Again, you can see his MLB scouting video here.

Overall, as you can see, Wood has smooth and efficient mechanics. One potential cause for concern, however, is Wood's slight build. He's only 5-11 and weighs in at 166 lbs. Given his height, he is not going to be able to pitch on a downward plane, which isn't ideal because his fastball only sits in the 88-91 mph range as it is. So, he may have to work harder to maintain acceptable velocity. It may benefit Wood to add more strength to his lower body, as that may help take some strain off of his arm and potential give him a tick or two more velocity on his fastball. The best and most efficient pitchers throw with their entire body, not just their arm. Wood does a nice job coiling up his body and driving off the mound, but increased lower body strength may lower his risk of an arm injury.

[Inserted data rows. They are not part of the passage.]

//! Document-style access over relational tables.
//!
//! Callers speak camelCase documents (`collection("atestados").filter(...)`),
//! the tables underneath use snake_case columns. Keys are translated on
//! every call; values pass through untouched.

use std::sync::Arc;

use serde::de::DeserializeOwned;
use serde::Serialize;
use serde_json::{Map, Value};
use uuid::Uuid;

use crate::store::{Direction, Filter, Operator, Row, RowQuery, RowRange, RowStore, StoreError};

pub fn to_snake_case(key: &str) -> String {
    let mut out = String::with_capacity(key.len() + 4);
    for c in key.chars() {
        if c.is_ascii_uppercase() {
            out.push('_');
            out.push(c.to_ascii_lowercase());
        } else {
            out.push(c);
        }
    }
    out
}

pub fn to_camel_case(key: &str) -> String {
    let mut out = String::with_capacity(key.len());
    let mut upper_next = false;
    for c in key.chars() {
        if c == '_' && !out.is_empty() {
            upper_next = true;
        } else if upper_next {
            out.push(c.to_ascii_uppercase());
            upper_next = false;
        } else {
            out.push(c);
        }
    }
    out
}

fn keys_to_snake(map: Map<String, Value>) -> Row {
    map.into_iter().map(|(k, v)| (to_snake_case(&k), v)).collect()
}

fn keys_to_camel(row: Row) -> Map<String, Value> {
    row.into_iter().map(|(k, v)| (to_camel_case(&k), v)).collect()
}

fn into_object<T: Serialize>(payload: &T) -> Result<Map<String, Value>, StoreError> {
    match serde_json::to_value(payload)? {
        Value::Object(map) => Ok(map),
        other => Err(StoreError::Serialization(format!(
            "expected an object payload, got {}",
            other
        ))),
    }
}

/// Shared handle to the table store. Cloning is cheap.
#[derive(Clone)]
pub struct DocumentStore {
    rows: Arc<dyn RowStore>,
}

impl DocumentStore {
    pub fn new(rows: Arc<dyn RowStore>) -> Self {
        Self { rows }
    }

    pub fn collection(&self, name: &str) -> Query {
        Query {
            rows: self.rows.clone(),
            table: name.to_string(),
            filters: Vec::new(),
            order: None,
            limit: None,
            offset: None,
        }
    }

    pub async fn count(&self, collection: &str) -> Result<u64, StoreError> {
        self.rows.count(collection).await
    }
}

pub struct Query {
    rows: Arc<dyn RowStore>,
    table: String,
    filters: Vec<Filter>,
    order: Option<(String, Direction)>,
    limit: Option<u64>,
    offset: Option<u64>,
}

impl Query {
    pub fn filter<V: Into<Value>>(mut self, field: &str, op: Operator, value: V) -> Self {
        self.filters.push(Filter {
            column: to_snake_case(field),
            op,
            value: value.into(),
        });
        self
    }

    /// Same as [`Query::filter`] with the operator given as text (`"=="`,
    /// `"in"`, `">"`, `"<"`). Anything else is an error, never a guess.
    pub fn where_op<V: Into<Value>>(self, field: &str, op: &str, value: V) -> Result<Self, StoreError> {
        let op = op.parse::<Operator>()?;
        Ok(self.filter(field, op, value))
    }

    pub fn order_by(mut self, field: &str, direction: Direction) -> Self {
        self.order = Some((to_snake_case(field), direction));
        self
    }

    pub fn limit(mut self, n: u64) -> Self {
        self.limit = Some(n);
        self
    }

    pub fn offset(mut self, n: u64) -> Self {
        self.offset = Some(n);
        self
    }

    pub fn doc(&self, id: &str) -> DocumentRef {
        DocumentRef {
            rows: self.rows.clone(),
            table: self.table.clone(),
            id: id.to_string(),
        }
    }

    fn range(&self) -> Option<RowRange> {
        match (self.limit, self.offset) {
            (None, None) => None,
            (Some(limit), offset) => {
                let from = offset.unwrap_or(0);
                Some(RowRange {
                    from,
                    to: Some((from + limit).saturating_sub(1)),
                })
            }
            (None, Some(from)) => Some(RowRange { from, to: None }),
        }
    }

    fn row_query(&self) -> RowQuery {
        RowQuery {
            table: self.table.clone(),
            filters: self.filters.clone(),
            order: self.order.clone(),
            range: self.range(),
        }
    }

    pub async fn get(&self) -> Result<QuerySnapshot, StoreError> {
        if self.limit == Some(0) {
            return Ok(QuerySnapshot { docs: Vec::new() });
        }
        let rows = self.rows.select(&self.row_query()).await?;
        let docs = rows.into_iter().map(DocumentSnapshot::from_row).collect();
        Ok(QuerySnapshot { docs })
    }

    /// Inserts one document, assigning a fresh id when the payload has none.
    pub async fn add<T: Serialize>(&self, payload: &T) -> Result<String, StoreError> {
        let mut row = keys_to_snake(into_object(payload)?);
        if !matches!(row.get("id"), Some(Value::String(_))) {
            row.insert("id".to_string(), Value::String(Uuid::new_v4().to_string()));
        }
        self.rows.insert(&self.table, row).await
    }
}

pub struct DocumentRef {
    rows: Arc<dyn RowStore>,
    table: String,
    id: String,
}

impl DocumentRef {
    pub async fn get(&self) -> Result<DocumentSnapshot, StoreError> {
        let mut rows = self.rows.select(&RowQuery::by_id(&self.table, &self.id)).await?;
        Ok(match rows.pop() {
            Some(row) => DocumentSnapshot::from_row(row),
            None => DocumentSnapshot {
                id: self.id.clone(),
                data: None,
            },
        })
    }

    /// Returns `false` when no document has this id.
    pub async fn update<T: Serialize>(&self, payload: &T) -> Result<bool, StoreError> {
        let mut changes = keys_to_snake(into_object(payload)?);
        changes.remove("id");
        self.rows.update(&self.table, &self.id, changes).await
    }
}

#[derive(Debug, Clone, PartialEq)]
pub struct DocumentSnapshot {
    pub id: String,
    data: Option<Map<String, Value>>,
}

impl DocumentSnapshot {
    fn from_row(row: Row) -> Self {
        let data = keys_to_camel(row);
        let id = match data.get("id") {
            Some(Value::String(id)) => id.clone(),
            Some(other) => other.to_string(),
            None => String::new(),
        };
        Self {
            id,
            data: Some(data),
        }
    }

    pub fn exists(&self) -> bool {
        self.data.is_some()
    }

    pub fn data(&self) -> Option<&Map<String, Value>> {
        self.data.as_ref()
    }

    pub fn get(&self, field: &str) -> Option<&Value> {
        self.data.as_ref()?.get(field)
    }

    pub fn decode<T: DeserializeOwned>(&self) -> Result<Option<T>, StoreError> {
        match &self.data {
            Some(data) => Ok(Some(serde_json::from_value(Value::Object(data.clone()))?)),
            None => Ok(None),
        }
    }
}

#[derive(Debug, Clone, Default)]
pub struct QuerySnapshot {
    pub docs: Vec<DocumentSnapshot>,
}

impl QuerySnapshot {
    pub fn is_empty(&self) -> bool {
        self.docs.is_empty()
    }

    pub fn len(&self) -> usize {
        self.docs.len()
    }

    pub fn first(&self) -> Option<&DocumentSnapshot> {
        self.docs.first()
    }

    pub fn decode<T: DeserializeOwned>(&self) -> Result<Vec<T>, StoreError> {
        self.docs
            .iter()
            .filter_map(|doc| doc.decode().transpose())
            .collect()
    }
}

#[cfg(test)]
mod tests {
    use super::*;
    use crate::store::MemoryRowStore;
    use serde_json::json;

    fn store() -> DocumentStore {
        DocumentStore::new(Arc::new(MemoryRowStore::with_default_schema()))
    }

    #[test]
    fn case_translation_round_trips_camel_keys() {
        for key in ["id", "dataInicio", "observacoesAdmin", "imagemAtestado", "userID", "ra2"] {
            assert_eq!(to_camel_case(&to_snake_case(key)), key);
        }
        assert_eq!(to_snake_case("observacoesAdmin"), "observacoes_admin");
        assert_eq!(to_camel_case("created_at"), "createdAt");
        assert_eq!(to_camel_case("_private"), "_private");
    }

    #[test]
    fn pagination_becomes_inclusive_window() {
        let base = store().collection("usuarios");
        assert_eq!(base.range(), None);
        assert_eq!(
            store().collection("usuarios").limit(10).offset(20).range(),
            Some(RowRange { from: 20, to: Some(29) })
        );
        assert_eq!(
            store().collection("usuarios").limit(1).range(),
            Some(RowRange { from: 0, to: Some(0) })
        );
        assert_eq!(
            store().collection("usuarios").offset(5).range(),
            Some(RowRange { from: 5, to: None })
        );
    }

    #[tokio::test]
    async fn add_then_read_keeps_camel_case_fields() {
        let db = store();
        let payload = json!({
            "idUsuario": "u-1",
            "dataInicio": "2025-03-01",
            "observacoesAdmin": "",
            "status": "pendente",
        });
        let id = db.collection("atestados").add(&payload).await.unwrap();

        let doc = db.collection("atestados").doc(&id).get().await.unwrap();
        assert!(doc.exists());
        assert_eq!(doc.id, id);
        for (key, value) in payload.as_object().unwrap() {
            assert_eq!(doc.get(key), Some(value), "field {}", key);
        }
        assert!(doc.get("data_inicio").is_none());
    }

    #[tokio::test]
    async fn filters_use_translated_field_names() {
        let db = store();
        for (ra, periodo) in [("RA001", 1), ("RA002", 3), ("RA003", 5)] {
            db.collection("usuarios")
                .add(&json!({"email": format!("{}@x.com", ra), "ra": ra, "periodoAtual": periodo}))
                .await
                .unwrap();
        }

        let found = db
            .collection("usuarios")
            .where_op("periodoAtual", ">", 2)
            .unwrap()
            .order_by("periodoAtual", Direction::Desc)
            .get()
            .await
            .unwrap();
        assert_eq!(found.len(), 2);
        assert_eq!(found.docs[0].get("ra"), Some(&json!("RA003")));

        let in_set = db
            .collection("usuarios")
            .filter("ra", Operator::In, json!(["RA001", "RA003"]))
            .get()
            .await
            .unwrap();
        assert_eq!(in_set.len(), 2);
    }

    #[test]
    fn unknown_operator_fails_loudly() {
        let result = store().collection("usuarios").where_op("email", "!=", "a@x.com");
        assert!(matches!(result, Err(StoreError::UnsupportedOperator(op)) if op == "!="));
    }

    #[tokio::test]
    async fn update_and_missing_documents() {
        let db = store();
        let id = db
            .collection("atestados")
            .add(&json!({"status": "pendente"}))
            .await
            .unwrap();
        let doc = db.collection("atestados").doc(&id);
        assert!(doc
            .update(&json!({"status": "aprovado", "observacoesAdmin": "ok"}))
            .await
            .unwrap());
        let read = doc.get().await.unwrap();
        assert_eq!(read.get("status"), Some(&json!("aprovado")));
        assert_eq!(read.get("observacoesAdmin"), Some(&json!("ok")));

        let missing = db.collection("atestados").doc("nope");
        assert!(!missing.get().await.unwrap().exists());
        assert!(!missing.update(&json!({"status": "x"})).await.unwrap());
    }
}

It's not uncommon for young prospects to struggle in their first taste of double-A ball. The competition level is a significant jump from high-A ball, so an adjustment period is only natural. However, Wood will have to demonstrate a better curveball if he is going to find success at double-A. The higher he climbs the ladder, the more varied his repertoire will have to be. He'll need to improve his polish on the breaking ball and maintain the 88-91 mph velocity on his fastball to compliment his stellar change-up, as pitchers have a much more difficult time finding success at the upper level by relying heavily on just one pitch.

It won't take long in 2009 for Wood to reveal whether his 2008 struggles at double-A were the standard struggles of a young prospect or symptomatic of his inability to command an effective breaking ball. Travis Wood still wields the best change-up in the system, but he'll need to show more than that to find success at double-A next year. For now, he checks in at #19 on the list.